While the case might seem Hollywood-like, those in the AI community are already cognizant of the possibilities of such technologies. Back in 2017, the startup Lyrebird published a video of what appeared to be Barack Obama making a pitch for the company. Judge for yourself how realistic the voice sounds.
According to the company, now the AI research division of Descript, only one minute of audio data was required to generate the Obama pitch. Running on publicly available cloud compute resources, machine learning models were trained to determine the features that make every voice unique. These include accent, pitch, cadence and speed. Features that are not pre-defined by humans, but automatically learned by the models over training cycles.

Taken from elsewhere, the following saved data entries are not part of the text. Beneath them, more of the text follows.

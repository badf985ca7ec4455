/// B-spline supports (regular tensor-product splines and gnomons)
pub mod bspline;
/// The internal geometric structure of a Domain
pub mod mesh;
/// Elimination trees over a frozen Mesh
pub mod tree;
/// Line-oriented textual output of a Domain
pub mod views;

use crate::config::{ConfigError, MeshConfig, MeshShape, MeshType, OutputView};
use bspline::{compute_bspline_supports, BsplineChoice};
use mesh::{
    cell::{Cell, Coord, X_DIM, Y_DIM},
    FrozenMesh, Mesh,
};
use tree::EliminationTree;

#[cfg(feature = "json_export")]
use json::{object, JsonValue};
use log::info;
use std::fmt;
#[cfg(feature = "json_export")]
use std::fs::File;
#[cfg(feature = "json_export")]
use std::io::BufWriter;
use std::io::Write;

/// A graded Mesh around a point singularity, along with its B-splines and elimination tree
pub struct Domain {
    pub config: MeshConfig,
    pub mesh: FrozenMesh,
    /// One B-spline per Elem (empty unless the output view needs them)
    pub bsplines: Vec<BsplineChoice>,
    pub tree: EliminationTree,
}

impl Domain {
    /// Run the whole pipeline for a configuration: refine, freeze (resolving neighbors), compute B-spline supports
    /// and build the elimination tree.
    ///
    /// Returns an error if the configuration is invalid; nothing is constructed in that case.
    pub fn build(config: MeshConfig) -> Result<Self, DomainError> {
        config.validate()?;
        info!("Building {}", config);

        let mut mesh = Self::refine(&config).freeze();

        let bsplines = if needs_bsplines(config.view) {
            compute_bspline_supports(&mut mesh, config.mesh_type, config.order)
        } else {
            Vec::new()
        };

        let tree = match config.shape {
            MeshShape::Quadratic => EliminationTree::for_quadratic(&mesh, config.depth),
            MeshShape::Rectangular => EliminationTree::for_rectangular(&mesh),
        };

        Ok(Self {
            config,
            mesh,
            bsplines,
            tree,
        })
    }

    /// Produce the graded (not yet frozen) Mesh described by a configuration.
    ///
    /// A 4x4 (quadratic) or 6x4 (rectangular) grid is refined `depth - 1` times towards the center of the domain.
    /// On every level, edges and corner vertices are inserted around the refined box (unless the mesh is unedged).
    /// Rectangular meshes are finally trimmed down to `[S/2, S] x [0, S]`.
    pub fn refine(config: &MeshConfig) -> Mesh {
        let size = config.domain_size();
        let mesh = match config.shape {
            MeshShape::Quadratic => refine_quadratic(config, size),
            MeshShape::Rectangular => refine_rectangular(config, size),
        };

        info!(
            "Refined a {} {} domain of size {}: {} Cells ({} solid)",
            config.shape,
            config.mesh_type,
            size,
            mesh.len(),
            mesh.count_non_empty()
        );
        mesh
    }

    /// Print the view selected by the configuration
    pub fn write_view<W: Write>(&self, w: &mut W) -> Result<(), DomainError> {
        match self.config.view {
            OutputView::DrawNeighbors => views::write_tweaked_neighbors(w, &self.mesh)?,
            OutputView::DrawPlain | OutputView::Gnuplot => views::write_elems(w, &self.mesh)?,
            OutputView::DrawSupports => {
                views::write_elems(w, &self.mesh)?;
                views::write_supports(w, &self.mesh)?;
            }
            OutputView::Knots => {
                views::write_elems(w, &self.mesh)?;
                views::write_knots(w, &self.bsplines)?;
            }
            OutputView::Galois => views::write_galois(w, &self.mesh, &self.tree)?,
            OutputView::DrawTree => views::write_cut_off_bands(w, &self.mesh, &self.tree)?,
        }
        Ok(())
    }

    /// Support box of each B-spline
    pub fn bspline_supports(&self) -> Vec<Cell> {
        self.bsplines.iter().map(|bspline| bspline.support()).collect()
    }

    /// `(tree node, B-spline)` pairs in the order a frontal solver can assemble them
    pub fn bspline_schedule(&self) -> Vec<(usize, usize)> {
        self.tree.bspline_schedule(&self.bspline_supports())
    }

    #[cfg(feature = "json_export")]
    fn bsplines_to_json(&self) -> JsonValue {
        JsonValue::from(
            self.bsplines
                .iter()
                .enumerate()
                .map(|(i, choice)| {
                    let support = choice.support();
                    let undefined = bspline::undefined_quadrant(
                        &self.mesh.elem(i).cell,
                        &support,
                        self.mesh.root(),
                    );

                    let mut entry = match choice {
                        BsplineChoice::Regular(regular) => object! {
                            "kind": "regular",
                            "x_knots": regular.x_knots().to_vec(),
                            "y_knots": regular.y_knots().to_vec(),
                        },
                        BsplineChoice::Gnomon(gnomon) => object! {
                            "kind": "gnomon",
                            "x_mid": gnomon.x_mid,
                            "y_mid": gnomon.y_mid,
                            "shift_x": gnomon.shift_x,
                            "shift_y": gnomon.shift_y,
                        },
                    };
                    entry["support"] = support.bounds().to_vec().into();
                    entry["undefined_quadrant"] = undefined.bounds().to_vec().into();
                    entry
                })
                .collect::<Vec<_>>(),
        )
    }

    /// Print the Domain (Mesh, B-splines and elimination tree) to a JSON file specified by path.
    #[cfg(feature = "json_export")]
    pub fn export_to_json(&self, path: impl AsRef<str>) -> Result<(), DomainError> {
        let f = File::create(path.as_ref())?;
        let mut w = BufWriter::new(&f);

        let domain_object = object! {
            "Config": object! {
                "shape": self.config.shape.to_string(),
                "mesh_type": self.config.mesh_type.to_string(),
                "depth": self.config.depth,
                "order": self.config.order,
            },
            "Root": self.mesh.root().bounds().to_vec(),
            "Extent": self.mesh.extent().bounds().to_vec(),
            "Elems": self.mesh.to_json(),
            "BSplines": self.bsplines_to_json(),
            "Tree": self.tree.to_json(),
        };

        domain_object.write_pretty(&mut w, 4)?;
        w.flush()?;

        Ok(())
    }
}

fn needs_bsplines(view: OutputView) -> bool {
    matches!(
        view,
        OutputView::DrawSupports | OutputView::Knots | OutputView::Galois
    )
}

fn refine_quadratic(config: &MeshConfig, size: Coord) -> Mesh {
    let root = Cell::new_2d(0, size, 0, size);
    let mut mesh = Mesh::new(root.clone());
    let edged_8 = config.mesh_type == MeshType::Edged8;

    // 1 -> 4 -> 16 Cells
    mesh.split_all_elements_into_4();
    mesh.split_all_elements_into_4();
    if edged_8 && config.depth > 1 {
        mesh.split_eight_sides(&root);
    }

    let middle = size / 2;
    let mut edge_offset = size / 4;
    let mut outer = root;

    for i in 1..config.depth {
        let inner = Cell::new_2d(
            middle - edge_offset,
            middle + edge_offset,
            middle - edge_offset,
            middle + edge_offset,
        );

        if config.mesh_type != MeshType::Unedged {
            mesh.add_edge(X_DIM, &outer, inner.up(), 4, edged_8);
            mesh.add_edge(X_DIM, &outer, inner.down(), 4, edged_8);
            mesh.add_edge(Y_DIM, &outer, inner.left(), 4, edged_8);
            mesh.add_edge(Y_DIM, &outer, inner.right(), 4, edged_8);
            mesh.add_corner_vertices(&inner);
        }

        mesh.split_all_into_4(&inner);
        if edged_8 && i + 1 < config.depth {
            mesh.split_eight_sides(&inner);
        }

        edge_offset /= 2;
        outer = inner;
    }

    mesh
}

fn refine_rectangular(config: &MeshConfig, size: Coord) -> Mesh {
    let root = Cell::new_2d(0, 3 * size / 2, 0, size);
    let mut mesh = Mesh::new(root.clone());

    // 1 -> 6 -> 24 Cells
    mesh.split_all_elements_into_6();
    mesh.split_all_elements_into_4();

    let mut edge_offset = size / 4;
    let mut horizontal_segments = 6;
    let mut outer = root;

    for _ in 1..config.depth {
        let inner = outer.shrunk(edge_offset);

        mesh.add_edge(X_DIM, &outer, inner.up(), horizontal_segments, false);
        mesh.add_edge(X_DIM, &outer, inner.down(), horizontal_segments, false);
        mesh.add_edge(Y_DIM, &outer, inner.left(), 4, false);
        mesh.add_edge(Y_DIM, &outer, inner.right(), 4, false);
        mesh.add_corner_vertices(&inner);

        mesh.split_all_into_4(&inner);

        horizontal_segments = (horizontal_segments - 2) * 2;
        edge_offset /= 2;
        outer = inner;
    }

    mesh.remove_not_contained_in(&Cell::new_2d(size / 2, size, 0, size));
    mesh
}

/// The Error Type for building and printing a Domain
#[derive(Debug)]
pub enum DomainError {
    Config(ConfigError),
    Io(std::io::Error),
}

impl std::error::Error for DomainError {}

impl fmt::Display for DomainError {
    fn fmt(&self, f: &mut fmt::Formatter) -> fmt::Result {
        match self {
            Self::Config(err) => write!(f, "{}; Cannot build Domain!", err),
            Self::Io(err) => write!(f, "Unable to write Domain output: {}", err),
        }
    }
}

impl From<ConfigError> for DomainError {
    fn from(err: ConfigError) -> Self {
        Self::Config(err)
    }
}

impl From<std::io::Error> for DomainError {
    fn from(err: std::io::Error) -> Self {
        Self::Io(err)
    }
}

#[derive(Debug, Clone)]
pub(crate) struct IdTracker {
    next_id: usize,
}

impl IdTracker {
    pub fn new(start: usize) -> Self {
        Self { next_id: start }
    }

    pub fn next_id(&mut self) -> usize {
        self.next_id += 1;
        self.next_id - 1
    }
}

Fast forward to 2019 and we can readily appreciate the progress since then. At the Neural Information Processing Systems Conference (formerly NIPS, now renamed NeurIPS) at the end of last year, Google – building upon the previous work of others – published a paper detailing how speech audio in the voice of many different speakers, including those unseen during training, can be generated with the help of transfer learning. To provide a simplified technical view, the system can be broken down into 3 components which are trained independently.
A more in-depth technical explanation would be beyond the scope of this article and the interested reader is encouraged to follow the references. Other readers who are more inclined toward engineering work would be interested to note that an open source implementation of the system was recently released by a masters graduate from the University of Liège. Do check it out and see how well it works.
In the 1991 action film, Terminator 2, the protagonist John Connor’s mother was killed by the T-1000 assassin android, but not before it learned to mimic the way she talked. While other properties of the shape-shifting machine still belong firmly in the realm of fiction, the ability to clone a human being’s voice no longer appears very far fetched.